Purpose of review
Nearly one-third of patients presenting with angina have unobstructed epicardial coronary arteries and evidence of coronary microvascular disease. Up until recently, the pathophysiology of coronary microvascular disease has been poorly understood, resulting in limited effective therapeutic options in these patients. As a result, patients with coronary microvascular disease continue to suffer from a poor quality of life and adverse cardiovascular outcomes.
Recent mechanistic studies have improved our understanding of the pathophysiology underlying coronary microvascular dysfunction; these studies have implicated the nitric oxide and endothelin pathways as the main drivers. The aim of this article is to review our current understanding of the pathophysiology of ischaemia in patients with coronary microvascular disease.

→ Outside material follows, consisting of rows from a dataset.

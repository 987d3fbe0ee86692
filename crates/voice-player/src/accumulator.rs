//! Running history of every sample handed to playback.

use std::sync::Arc;

use crate::convert::PlayableBuffer;
use crate::wav;

/// Append-only sample history for one stream.
///
/// Mono buffers are optionally widened to interleaved stereo (`L = R`).
#[derive(Debug)]
pub struct SampleHistory {
    channels: u16,
    sample_rate_hz: u32,
    samples: Vec<f32>,
}

impl SampleHistory {
    /// `channels` must be 1 or 2; anything above 1 records interleaved stereo.
    pub fn new(sample_rate_hz: u32, channels: u16) -> Self {
        Self {
            channels: channels.clamp(1, 2),
            sample_rate_hz,
            samples: Vec::new(),
        }
    }

    pub fn channels(&self) -> u16 {
        self.channels
    }

    /// Stored sample count (interleaved).
    pub fn len(&self) -> usize {
        self.samples.len()
    }

    pub fn is_empty(&self) -> bool {
        self.samples.is_empty()
    }

    /// Append a buffer's samples in arrival order.
    pub fn record(&mut self, buffer: &PlayableBuffer) {
        let src = buffer.samples();
        if self.channels == 2 {
            self.samples.reserve(src.len() * 2);
            for &s in src {
                self.samples.push(s);
                self.samples.push(s);
            }
        } else {
            self.samples.extend_from_slice(src);
        }
    }

    /// Immutable copy of everything recorded so far.
    pub fn snapshot(&self) -> HistorySnapshot {
        HistorySnapshot {
            channels: self.channels,
            sample_rate_hz: self.sample_rate_hz,
            samples: Arc::from(self.samples.as_slice()),
        }
    }

    /// Drop all samples (new stream).
    pub fn clear(&mut self) {
        self.samples.clear();
    }
}

/// Exportable view of a completed stream's history.
///
/// Cheap to clone: every subscriber shares one sample allocation.
#[derive(Clone, Debug, PartialEq)]
pub struct HistorySnapshot {
    pub channels: u16,
    pub sample_rate_hz: u32,
    pub samples: Arc<[f32]>,
}

impl HistorySnapshot {
    /// Frames (samples per channel).
    pub fn frames(&self) -> usize {
        self.samples.len() / self.channels.max(1) as usize
    }

    pub fn duration_ms(&self) -> u64 {
        if self.sample_rate_hz == 0 {
            return 0;
        }
        (self.frames() as u64).saturating_mul(1000) / self.sample_rate_hz as u64
    }

    pub fn to_pcm16(&self) -> Vec<i16> {
        wav::history_to_pcm16(&self.samples)
    }

    /// Full WAV image of the history.
    pub fn to_wav_bytes(&self) -> anyhow::Result<Vec<u8>> {
        wav::encode_wav(&self.to_pcm16(), self.channels, self.sample_rate_hz)
    }

    /// Write the history as a WAV file.
    pub fn write_wav(&self, path: &std::path::Path) -> anyhow::Result<()> {
        wav::write_wav(path, &self.to_pcm16(), self.channels, self.sample_rate_hz)
    }
}

#[cfg(test)]
mod tests {
    use super::*;

    fn buffer(samples: &[f32]) -> PlayableBuffer {
        PlayableBuffer::new(24_000, samples.to_vec())
    }

    #[test]
    fn record_appends_in_arrival_order() {
        let mut history = SampleHistory::new(24_000, 1);
        history.record(&buffer(&[0.1, 0.2]));
        history.record(&buffer(&[0.3]));
        let snap = history.snapshot();
        assert_eq!(&*snap.samples, &[0.1, 0.2, 0.3]);
        assert_eq!(snap.frames(), 3);
    }

    #[test]
    fn stereo_history_duplicates_each_sample() {
        let mut history = SampleHistory::new(24_000, 2);
        history.record(&buffer(&[0.25, -0.5]));
        let snap = history.snapshot();
        assert_eq!(&*snap.samples, &[0.25, 0.25, -0.5, -0.5]);
        assert_eq!(snap.frames(), 2);
        assert_eq!(snap.channels, 2);
    }

    #[test]
    fn snapshot_is_detached_from_later_records() {
        let mut history = SampleHistory::new(24_000, 1);
        history.record(&buffer(&[1.0]));
        let snap = history.snapshot();
        history.record(&buffer(&[2.0]));
        assert_eq!(snap.samples.len(), 1);
        assert_eq!(history.len(), 2);
    }

    #[test]
    fn wav_bytes_carry_history_format() {
        let mut history = SampleHistory::new(24_000, 2);
        history.record(&buffer(&[0.0; 100]));
        let bytes = history.snapshot().to_wav_bytes().unwrap();
        let header = wav::parse_wav_header(&bytes).unwrap();
        assert_eq!(header.channels, 2);
        assert_eq!(header.sample_rate_hz, 24_000);
        assert_eq!(header.data_len, 400);
    }

    #[test]
    fn clear_empties_history_and_channel_count_is_clamped() {
        let mut history = SampleHistory::new(24_000, 6);
        assert_eq!(history.channels(), 2);
        history.record(&buffer(&[0.5]));
        history.clear();
        assert!(history.is_empty());
    }
}
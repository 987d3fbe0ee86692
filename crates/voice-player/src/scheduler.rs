//! Buffer queue & scheduler.
//!
//! Owns every piece of mutable per-stream state (queue counters, completion/interruption
//! latches, sample history) and is driven from exactly one thread: the player worker. The
//! engine's completion messages are fed back through [`Scheduler::on_completion`] on that same
//! thread, so counter updates never race.
//!
//! ## Stream lifecycle
//! - `scheduled` counts buffers handed to the engine (a failed engine start still counts);
//!   `completed` counts buffers the engine reported finished. `completed <= scheduled`.
//! - `declare_stream_complete` latches once, emits `StreamCollected`, and emits
//!   `PlaybackFinished` if the queue is already drained. Otherwise the completion that drains
//!   the queue emits it.
//! - `interrupt` latches, stops the engine and silences all further events for the stream
//!   except `StreamCollected`. Later chunks are rejected until `reset`.
//! - `reset` starts a new stream generation; late completions from older generations are
//!   ignored.

use std::sync::Arc;
use std::sync::atomic::{AtomicBool, Ordering};

use crossbeam_channel::Sender;
use voice_types::StreamStatus;

use crate::accumulator::SampleHistory;
use crate::convert::{ChunkPayload, FormatConverter, PlayableBuffer};
use crate::engine::{BufferId, Completion, EngineState, OutputEngine};
use crate::error::ChunkError;
use crate::events::{EventEmitter, PlaybackEvent};
use crate::session::SessionPolicy;

/// Result of handing one chunk or buffer to the scheduler.
#[derive(Clone, Copy, Debug, PartialEq, Eq)]
pub enum EnqueueOutcome {
    /// Submitted to the engine; `depth` is the backlog including this buffer.
    Queued { id: BufferId, depth: u64 },
    /// Empty chunk; nothing to play.
    Skipped,
    /// The stream was interrupted; reset before sending more audio.
    RejectedInterrupted,
    /// End-of-stream was already declared for this stream.
    RejectedComplete,
    /// Counted as scheduled, but the engine could not start; the buffer is lost.
    EngineFailed { id: BufferId },
}

pub struct Scheduler<E: OutputEngine> {
    engine: E,
    converter: FormatConverter,
    policy: Box<dyn SessionPolicy>,
    history: SampleHistory,
    events: Arc<EventEmitter>,
    completions: Sender<Completion>,
    interrupted: Arc<AtomicBool>,
    generation: u64,
    next_id: BufferId,
    scheduled: u64,
    completed: u64,
    lost: u64,
    stream_complete: bool,
    finished: bool,
}

impl<E: OutputEngine> Scheduler<E> {
    /// `completions` is the sending half handed to the engine on every (re)start.
    /// `interrupted` may be shared with the producer so an interrupt takes effect before
    /// already-queued commands are processed.
    pub fn new(
        engine: E,
        converter: FormatConverter,
        policy: Box<dyn SessionPolicy>,
        history: SampleHistory,
        events: Arc<EventEmitter>,
        completions: Sender<Completion>,
        interrupted: Arc<AtomicBool>,
    ) -> Self {
        Self {
            engine,
            converter,
            policy,
            history,
            events,
            completions,
            interrupted,
            generation: 0,
            next_id: 0,
            scheduled: 0,
            completed: 0,
            lost: 0,
            stream_complete: false,
            finished: false,
        }
    }

    pub fn engine(&self) -> &E {
        &self.engine
    }

    pub fn engine_mut(&mut self) -> &mut E {
        &mut self.engine
    }

    fn is_interrupted(&self) -> bool {
        self.interrupted.load(Ordering::SeqCst)
    }

    /// Decode, convert, record and enqueue one producer chunk.
    ///
    /// Decode and conversion failures drop the chunk and are returned for logging; the
    /// stream keeps going either way.
    pub fn submit_chunk(&mut self, payload: ChunkPayload) -> Result<EnqueueOutcome, ChunkError> {
        if self.is_interrupted() {
            return Ok(EnqueueOutcome::RejectedInterrupted);
        }
        let mut buffer = self.converter.convert_payload(payload)?;
        if buffer.is_empty() {
            return Ok(EnqueueOutcome::Skipped);
        }
        if let Some(rejected) = self.rejection() {
            return Ok(rejected);
        }
        self.history.record(&buffer);
        self.policy.post_convert(&mut buffer);
        Ok(self.enqueue(buffer))
    }

    /// Submit a converted buffer after every buffer submitted before it.
    pub fn enqueue(&mut self, buffer: PlayableBuffer) -> EnqueueOutcome {
        if buffer.is_empty() {
            return EnqueueOutcome::Skipped;
        }
        if let Some(rejected) = self.rejection() {
            return rejected;
        }

        let id = self.next_id;
        self.next_id += 1;
        self.scheduled += 1;

        if self.engine.state() != EngineState::Running {
            if let Err(e) = self.engine.start(&self.completions) {
                tracing::error!(
                    generation = self.generation,
                    id,
                    "engine start failed; dropping buffer: {e:#}"
                );
                self.lost += 1;
                return EnqueueOutcome::EngineFailed { id };
            }
        }

        let frames = buffer.frames();
        self.engine.submit(
            Completion {
                generation: self.generation,
                id,
            },
            buffer,
        );
        let depth = self.backlog();
        tracing::debug!(id, frames, depth, "buffer submitted");
        EnqueueOutcome::Queued { id, depth }
    }

    fn rejection(&self) -> Option<EnqueueOutcome> {
        if self.is_interrupted() {
            tracing::debug!(generation = self.generation, "chunk rejected: stream interrupted");
            return Some(EnqueueOutcome::RejectedInterrupted);
        }
        if self.stream_complete {
            tracing::warn!(
                generation = self.generation,
                "chunk rejected: stream already declared complete"
            );
            return Some(EnqueueOutcome::RejectedComplete);
        }
        None
    }

    /// Apply one engine completion message.
    pub fn on_completion(&mut self, done: Completion) {
        if done.generation != self.generation {
            tracing::debug!(
                generation = done.generation,
                current = self.generation,
                "ignoring completion from a previous stream"
            );
            return;
        }
        if self.completed >= self.scheduled {
            tracing::warn!(id = done.id, "completion without a scheduled buffer");
            return;
        }
        self.completed += 1;
        if self.is_interrupted() {
            return;
        }
        let depth = self.backlog();
        tracing::debug!(id = done.id, depth, "chunk played");
        self.events.emit(PlaybackEvent::ChunkQueued { depth });
        self.maybe_finish();
    }

    /// Latch end-of-stream. Repeated calls are no-ops.
    pub fn declare_stream_complete(&mut self) {
        if self.stream_complete {
            tracing::debug!(generation = self.generation, "stream already complete");
            return;
        }
        self.stream_complete = true;
        let snapshot = self.history.snapshot();
        tracing::info!(
            generation = self.generation,
            samples = snapshot.samples.len(),
            backlog = self.backlog(),
            "stream complete"
        );
        self.events.emit(PlaybackEvent::StreamCollected(snapshot));
        self.maybe_finish();
    }

    fn maybe_finish(&mut self) {
        if self.finished || !self.stream_complete || self.is_interrupted() {
            return;
        }
        if self.completed == self.scheduled {
            self.finished = true;
            tracing::info!(generation = self.generation, "playback finished");
            self.events.emit(PlaybackEvent::PlaybackFinished);
        }
    }

    /// Stop output immediately and refuse further audio for this stream.
    pub fn interrupt(&mut self) {
        self.interrupted.store(true, Ordering::SeqCst);
        if self.engine.state() == EngineState::Running {
            self.engine.stop();
        }
        tracing::info!(
            generation = self.generation,
            scheduled = self.scheduled,
            completed = self.completed,
            "playback interrupted"
        );
    }

    /// Begin a new stream: clear latches, counters and history.
    pub fn reset(&mut self) {
        if self.engine.state() == EngineState::Running {
            self.engine.stop();
        }
        self.generation += 1;
        self.next_id = 0;
        self.scheduled = 0;
        self.completed = 0;
        self.lost = 0;
        self.stream_complete = false;
        self.finished = false;
        self.history.clear();
        self.interrupted.store(false, Ordering::SeqCst);
        tracing::info!(generation = self.generation, "stream reset");
    }

    /// Stop the engine for good (player disposal).
    pub fn shutdown(&mut self) {
        if self.engine.state() == EngineState::Running {
            self.engine.stop();
        }
    }

    pub fn backlog(&self) -> u64 {
        self.scheduled - self.completed
    }

    pub fn status(&self) -> StreamStatus {
        StreamStatus {
            generation: self.generation,
            scheduled: self.scheduled,
            completed: self.completed,
            lost: self.lost,
            stream_complete: self.stream_complete,
            interrupted: self.is_interrupted(),
            finished: self.finished,
            engine_running: self.engine.state() == EngineState::Running,
            history_samples: self.history.len() as u64,
        }
    }
}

Patients with angina who have coronary microvascular disease, but no obstructive coronary artery disease, are unable to augment their coronary blood flow in response to physiological stress, thereby predisposing them to myocardial ischaemia as a result of supply:demand mismatch in the myocardium. In addition to abnormalities of vascular resistance, perturbations in cardiac–coronary coupling also contribute to ischaemia in these patients. Although impaired flow reserve is the diagnostic hallmark, mechanistic studies have demonstrated that the underlying pathophysiology is heterogeneous. At present, two main endotypes have been identified, which can be readily differentiated on the basis of minimal microvascular resistance. A better understanding of the pathophysiology and mechanisms driving ischaemia in coronary microvascular dysfunction may stimulate the development of individualised therapies that may lead to an improvement in patients’ quality of life and prognosis.